This issue of Medicinal Chemistry Research is dedicated to the many outstanding contributions of Professor Laurence H. Hurley throughout a truly outstanding career in medicinal chemistry research and drug discovery. Professor Hurley’s remarkable personal and professional journey is described below.

Laurence Hurley was born in Birmingham, England in 1944. Laurence attended Bordesley Green Technical School, an institution that accepted students who were considered “late developers.” At this school, he flourished, particularly in maths, physics, and chemistry. At the age of 20, he was accepted into the School of Pharmacy at Bath University. As a university student, he found his calling: natural products chemistry.
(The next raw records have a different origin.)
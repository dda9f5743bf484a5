//! Embedding provider trait for generating text embeddings

use async_trait::async_trait;

use crate::error::{Error, Result};

/// Trait for generating text embeddings
///
/// Implementations:
/// - `WatsonxEmbedder`: IBM watsonx.ai hosted embeddings
#[async_trait]
pub trait EmbeddingProvider: Send + Sync {
    /// Generate embeddings for multiple texts, one vector per input in order
    async fn embed_batch(&self, texts: &[String]) -> Result<Vec<Vec<f32>>>;

    /// Generate embedding for a single text
    async fn embed(&self, text: &str) -> Result<Vec<f32>> {
        self.embed_batch(&[text.to_string()])
            .await?
            .into_iter()
            .next()
            .ok_or_else(|| Error::embedding("No embedding in response"))
    }

    /// Get provider name for logging
    fn name(&self) -> &str;

    /// Get the model being used
    fn model(&self) -> &str;
}

/// Fail unless the service returned exactly one vector per input
pub(crate) fn ensure_vector_count(expected: usize, vectors: &[Vec<f32>]) -> Result<()> {
    if vectors.len() != expected {
        return Err(Error::embedding(format!(
            "Expected {} embeddings, service returned {}",
            expected,
            vectors.len()
        )));
    }
    Ok(())
}
//! Grounded answer generation over an [`LlmProvider`]

use std::sync::Arc;

use crate::error::Result;
use crate::providers::LlmProvider;

use super::prompt::PromptBuilder;

/// Builds the grounded prompt and forwards it to the configured model
pub struct GenerationClient {
    llm: Arc<dyn LlmProvider>,
}

impl GenerationClient {
    /// Create a client over the given provider
    pub fn new(llm: Arc<dyn LlmProvider>) -> Self {
        Self { llm }
    }

    /// Answer `question` from `context`
    ///
    /// Returns the model's text unmodified.
    pub async fn generate(&self, context: &str, question: &str) -> Result<String> {
        let prompt = PromptBuilder::build_grounded_prompt(context, question);

        tracing::debug!(
            "Prompt for {}/{}: {} chars",
            self.llm.name(),
            self.llm.model(),
            prompt.len()
        );

        self.llm.generate(&prompt).await
    }
}
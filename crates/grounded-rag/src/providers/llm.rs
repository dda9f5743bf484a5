//! LLM provider trait for text generation

use async_trait::async_trait;
use crate::error::Result;

/// Trait for prompt completion
///
/// Implementations:
/// - `WatsonxLlm`: IBM watsonx.ai text generation (granite)
#[async_trait]
pub trait LlmProvider: Send + Sync {
    /// Complete a prompt
    async fn generate(&self, prompt: &str) -> Result<String>;

    /// Get provider name for logging
    fn name(&self) -> &str;

    /// Get the model being used
    fn model(&self) -> &str;
}
//! grounded-rag: PII-masking retrieval-augmented question answering
//!
//! Documents are loaded page by page, split into overlapping character
//! windows, scrubbed of email addresses and long digit runs, embedded, and
//! appended to a persistent vector collection. Questions are answered by a
//! language model restricted to the top-ranked chunks; when nothing is
//! retrieved the fixed [`generation::INSUFFICIENT_CONTEXT`] reply is returned
//! without calling the model.

pub mod config;
pub mod error;
pub mod generation;
pub mod ingestion;
pub mod pipeline;
pub mod privacy;
pub mod providers;
pub mod retrieval;
pub mod storage;
pub mod types;

pub use config::{BackendProvider, RagConfig};
pub use error::{Error, Result};
pub use generation::INSUFFICIENT_CONTEXT;
pub use pipeline::{IngestReport, RagPipeline};
pub use types::{Chunk, ChunkSource, FileType, Page, ScoredRecord, VectorRecord};
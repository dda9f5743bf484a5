//! End-to-end ingestion and question answering
//!
//! Every stage is awaited before the next starts. Ingestion writes to the
//! store only after loading, chunking, masking and embedding have all
//! succeeded, so a failed run persists nothing.

use std::path::{Path, PathBuf};
use std::sync::Arc;

use crate::config::{BackendProvider, RagConfig};
use crate::error::Result;
use crate::generation::{GenerationClient, PromptBuilder, INSUFFICIENT_CONTEXT};
use crate::ingestion::{DocumentLoader, TextChunker};
use crate::providers::embedding::ensure_vector_count;
use crate::providers::{
    watsonx, EmbeddingProvider, LlmProvider, LocalVectorStore, VectorStoreProvider,
};
use crate::retrieval::Retriever;
use crate::types::{ScoredRecord, VectorRecord};

/// Summary of one ingestion run
#[derive(Debug, Clone)]
pub struct IngestReport {
    /// File that was ingested
    pub source: PathBuf,
    /// Pages extracted from the file
    pub pages: usize,
    /// Chunks embedded and stored
    pub chunks: usize,
    /// Chunks in which at least one email or phone number was masked
    pub masked_chunks: usize,
    /// Configured collection directory
    pub persist_path: PathBuf,
}

/// RAG pipeline wiring loader, chunker, masker, embedder, store and generator
pub struct RagPipeline {
    config: RagConfig,
    chunker: TextChunker,
    embedder: Arc<dyn EmbeddingProvider>,
    store: Arc<dyn VectorStoreProvider>,
    retriever: Retriever,
    generator: GenerationClient,
}

impl RagPipeline {
    /// Assemble a pipeline from explicit providers
    pub fn new(
        config: RagConfig,
        embedder: Arc<dyn EmbeddingProvider>,
        llm: Arc<dyn LlmProvider>,
        store: Arc<dyn VectorStoreProvider>,
    ) -> Result<Self> {
        config.validate()?;
        let chunker = TextChunker::from_config(&config)?;
        let retriever = Retriever::new(Arc::clone(&embedder), Arc::clone(&store));

        Ok(Self {
            config,
            chunker,
            embedder,
            store,
            retriever,
            generator: GenerationClient::new(llm),
        })
    }

    /// Build providers for the configured backend and open the persistent store
    pub fn from_config(config: RagConfig) -> Result<Self> {
        config.validate()?;

        tracing::info!("Initializing RAG pipeline (backend: {:?})", config.backend);

        let (embedder, llm): (Arc<dyn EmbeddingProvider>, Arc<dyn LlmProvider>) =
            match config.backend {
                BackendProvider::Watsonx => {
                    let (embedder, llm) = watsonx::from_config(&config)?;
                    (Arc::new(embedder), Arc::new(llm))
                }
            };

        let store = Arc::new(LocalVectorStore::from_config(&config)?);

        tracing::info!(
            "Providers ready (embedding: {}/{}, llm: {}/{}, store: {})",
            embedder.name(),
            embedder.model(),
            llm.name(),
            llm.model(),
            store.persist_path().display()
        );

        Self::new(config, embedder, llm, store)
    }

    /// Active configuration
    pub fn config(&self) -> &RagConfig {
        &self.config
    }

    /// Vector store the pipeline reads and writes
    pub fn store(&self) -> &Arc<dyn VectorStoreProvider> {
        &self.store
    }

    /// Load, chunk, mask, embed and persist one document
    pub async fn ingest(&self, path: impl AsRef<Path>) -> Result<IngestReport> {
        let path = path.as_ref().to_path_buf();
        tracing::info!("Ingesting {}", path.display());

        let load_path = path.clone();
        let pages =
            tokio::task::spawn_blocking(move || DocumentLoader::load(&load_path)).await??;

        let mut chunks = self.chunker.split(&pages);
        tracing::info!(
            "Split {} pages into {} chunks (size {}, overlap {})",
            pages.len(),
            chunks.len(),
            self.chunker.chunk_size(),
            self.chunker.overlap()
        );

        let masked_chunks = chunks
            .iter_mut()
            .map(|chunk| chunk.mask_pii())
            .filter(|&masked| masked)
            .count();
        if masked_chunks > 0 {
            tracing::info!("Masked PII in {} chunks", masked_chunks);
        }

        let texts: Vec<String> = chunks.iter().map(|c| c.content.clone()).collect();
        let embeddings = self.embedder.embed_batch(&texts).await?;
        ensure_vector_count(chunks.len(), &embeddings)?;
        tracing::info!(
            "Embedded {} chunks with {}",
            embeddings.len(),
            self.embedder.model()
        );

        let records: Vec<VectorRecord> = chunks
            .into_iter()
            .zip(embeddings)
            .map(|(chunk, embedding)| VectorRecord::from_chunk(chunk, embedding))
            .collect();

        if records.is_empty() {
            tracing::warn!("No text extracted from {}, nothing stored", path.display());
        } else {
            self.store.upsert(&records).await?;
        }

        tracing::info!("Stored {} records in {}", records.len(), self.store.name());

        Ok(IngestReport {
            source: path,
            pages: pages.len(),
            chunks: records.len(),
            masked_chunks,
            persist_path: self.config.persist_path.clone(),
        })
    }

    /// Chunk texts most relevant to `question`, using the configured `top_k`
    pub async fn retrieve(&self, question: &str) -> Result<Vec<String>> {
        self.retriever.retrieve(question, self.config.top_k).await
    }

    /// Scored records most relevant to `question`
    pub async fn retrieve_scored(&self, question: &str) -> Result<Vec<ScoredRecord>> {
        self.retriever
            .retrieve_scored(question, self.config.top_k)
            .await
    }

    /// Answer `question` from the stored documents only
    ///
    /// With nothing retrieved the model is not called and the fixed
    /// insufficient-context sentence is returned.
    pub async fn answer(&self, question: &str) -> Result<String> {
        let chunks = self.retrieve(question).await?;
        if chunks.is_empty() {
            tracing::info!("No context retrieved, skipping generation");
            return Ok(INSUFFICIENT_CONTEXT.to_string());
        }

        let context = PromptBuilder::build_context(&chunks);
        self.generator.generate(&context, question).await
    }
}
Laurence’s father, Mr. Harold Hurley, played a major role in his decision to further his studies. Despite failing his Eleven-plus exam, a standardized test administered at the end of primary school that determines educational trajectory, Laurence received tutoring his father arranged for him to help him catch up. Mr. Hurley grew up in a working-class family during an era when academically promising students were not always allowed to pursue their studies, since greater emphasis was placed on going to work at a young age to help support the family. Perhaps because he experienced his own academic disappointment in his family not allowing him to accept an architecture school scholarship, Mr. Hurley actively encouraged his son to advance his education and pursue his studies in America in 1967.

In his last year at Bath University, Laurence selected Pharmacognosy as his major and wrote his honors degree thesis on a microscopical examination of Belladonna root and GLC evaluation of the maturation of fennel oil from fennel plants that he picked from the Bristol Gorge. He was awarded an Upper 2nd Class B Bachelor of Pharmacy degree in 1967. Based on this experience and the suggestion of a college girlfriend, he applied to several Pharmacognosy graduate programs in the United States. One of the programs was at Purdue University, where he was attracted to the research program of Dr. Egil Ramstad, the author of a Pharmacognosy textbook he had used at Bath University. But upon his arrival at Purdue, Laurence learned that Dr. Ramstad accepted students only from more exotic countries. Fortunately, Professor Heinz Floss had just moved from Germany to Purdue, and he accepted Laurence into his research group.

Studying under the German system, it took Laurence less than three years to complete the Ph.D. degree working on the biosynthesis of Indolmycin from Streptomyces griseus. It was only later that Professor Floss realized that the American Ph.D. system was typically a four-to-five-year program, rather than the three years Laurence took to complete his doctorate. But by that time Laurence was already doing postdoctoral research in Vancouver, Canada, at the University of British Columbia under James P. Kutney, working on the biodegradation of usnic acid, which was a natural product produced by the lichen usnea in the forests of British Columbia. Immediately prior to moving to Vancouver, Laurence married Frances Denham in 1970 with whom he had two daughters, Bridget (1974) and Nicole (1979), who later both became bioengineers and have successful careers in San Francisco.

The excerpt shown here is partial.